Edgar Quinet n’a pas écrit : « Vous êtes le printemps de Fannie et l’espoir de la France » (page 5). Il s’est contenté de le dire. Et il écrivait tout simplement à M. Jules Claretie, en 1867 : « Vous êtes le printemps de l’année. »

Vous avez, élève Maroniez, laissé échapper quelques barbarismes et solécismes dans une citation (peut-être inexacte) à la note de la page 6.


Reddate Cæsaro quod est Cæsari.


Je suis surpris qu’ils aient éludé votre rare perspicacité

Quand vous ouvrirez, élève Maroniez, un livre qui s’appelle Bévues Parisiennes (par M. de la Flotte. Paris, Dentu, 1860), vous serez surpris que le prote de 1860, par une admirable coïncidence avec la négligence d’un autre prote en 1903, ait laissé imprimer de la même manière deux citations qui n’appartiennent pas à Loyson-Bridet, mais à M. Émile de la Bédollière.


J’embrasse mon rival, mais pour mieux l’étouffer.
Regnum meum non est ex hoc sæculi.


Soyez aussi de bonne foi, cher Maroniez (vous qui n’êtes point, rue de la Cloche, à Douai, de la grande presse quotidienne), et vous reconnaîtrez, en vous reportant à la page 10, que Loyson-Bridet a imprimé time is money, si toutefois il admet, pour le journalisme, une variante qui choque votre érudition des lettres anglaises.

Le savant latiniste Abailard ou Abélard (plus rarement Abeilard) n’est point en effet coupable d’avoir dit : non omnis moribor. C’est Loyson-Bridet qui lui a prêté cette barbare pensée, exprimée d’abord sous cette forme : non omnis moriar par Quintus Horatius Flaccus. Mais elle s’appliquait mieux (dans l’humble imagination de Loyson-Bridet) à celui que le chanoine Fulbert ne laissa pas mourir entier. Ne soyez pas trop sévère, bon Maroniez.

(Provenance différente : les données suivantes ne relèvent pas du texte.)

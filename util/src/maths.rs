//! Utility maths functions

// ---------------------------------------------------------------------------
// IMPORTS
// ---------------------------------------------------------------------------

use num_traits::Float;

/// Saturate a value between `min` and `max`.
///
/// NaN inputs saturate to `min` so that a NaN can never reach an actuator.
pub fn clamp<T>(value: T, min: T, max: T) -> T
where
    T: Float
{
    if value.is_nan() {
        return min;
    }

    value.max(min).min(max)
}

/// Get the signed shortest angular distance `current - target` in degrees.
///
/// The result lies in `[-180, 180]`. Differences of exactly half a turn keep
/// the sign of the raw difference so that the function stays antisymmetric.
pub fn angular_difference_deg<T>(current: T, target: T) -> T
where
    T: Float
{
    let half_turn = T::from(180.0).unwrap();
    let full_turn = T::from(360.0).unwrap();

    let diff = current - target;
    let wrapped = rem_euclid(diff, full_turn);

    if wrapped > half_turn {
        wrapped - full_turn
    }
    else if wrapped == half_turn && diff < T::zero() {
        -half_turn
    }
    else {
        wrapped
    }
}

/// Calculates the least nonnegative remainder of `lhs (mod rhs)`.
///
/// This function is taken from the std library as num is missing it.
///
/// In particular, the return value `r` satisfies `0.0 <= r < rhs.abs()` in
/// most cases. However, due to a floating point round-off error it can
/// result in `r == rhs.abs()`, violating the mathematical definition, if
/// `self` is much smaller than `rhs.abs()` in magnitude and `self < 0.0`.
pub fn rem_euclid<T>(lhs: T, rhs: T) -> T
where
    T: Float
{
    let r = lhs % rhs;
    if r < T::zero() { r + rhs.abs() } else { r }
}

#[cfg(test)]
mod test {
    use super::*;

    #[test]
    fn test_clamp() {
        assert_eq!(clamp(5.0, 0.0, 1.0), 1.0);
        assert_eq!(clamp(-5.0, 0.0, 1.0), 0.0);
        assert_eq!(clamp(0.5, 0.0, 1.0), 0.5);
        assert_eq!(clamp(f64::NAN, 1000.0, 2000.0), 1000.0);
        assert_eq!(clamp(f64::INFINITY, 1000.0, 2000.0), 2000.0);
    }

    #[test]
    fn test_angular_difference() {
        assert_eq!(angular_difference_deg(170.0, -170.0), -20.0);
        assert_eq!(angular_difference_deg(-170.0, 170.0), 20.0);
        assert_eq!(angular_difference_deg(10.0, 30.0), -20.0);
        assert_eq!(angular_difference_deg(0.0, 0.0), 0.0);
        assert_eq!(angular_difference_deg(90.0, -90.0), 180.0);
        assert_eq!(angular_difference_deg(-90.0, 90.0), -180.0);
        assert_eq!(angular_difference_deg(720.0, 0.0), 0.0);
    }

    #[test]
    fn test_angular_difference_antisymmetric() {
        let mut a = -360.0;
        while a <= 360.0 {
            let mut b = -360.0;
            while b <= 360.0 {
                let ab = angular_difference_deg(a, b);
                let ba = angular_difference_deg(b, a);
                assert!(ab >= -180.0 && ab <= 180.0, "{} {} -> {}", a, b, ab);
                assert_eq!(ab, -ba, "{} {}", a, b);
                b += 15.0;
            }
            a += 15.0;
        }
    }
}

Pour macteamini, élève Maroniez, l’original (Publius Papinius Statius) n’est point de Virgile, mais de Stace : le dictionnaire de Quicherat, que vous possédez sans doute, en diligent latiniste que vous êtes, vous le révélera sous le mot mactus. Macte animi ou animo (Stat.).

Macteamini a été composé par Loyson-Bridet, élève Maroniez, qui s’est plu à orner de ce barbarisme une ode d’Horace adressée au jeune Jules César.

Car vous avez évidemment raison, élève Maroniez, partout où vous ne vous êtes pas trompé ; et votre perspicacité, comme je l’ai dit, est de l’espèce la plus rare ; mais vous avez oublié un tout petit point. Vous souvenez-vous, cher Maroniez, du conte de la Lettre volée par Edgar Poe ? Relisez-le, et méditez sur les ingénieuses recherches du Préfet de Police Gisquet. Il y a des choses qui échappent aux génies les plus subtils parce qu’elles sont trop évidentes.

Vous avez oublié, élève Maroniez, que Loyson-Bridet était journaliste.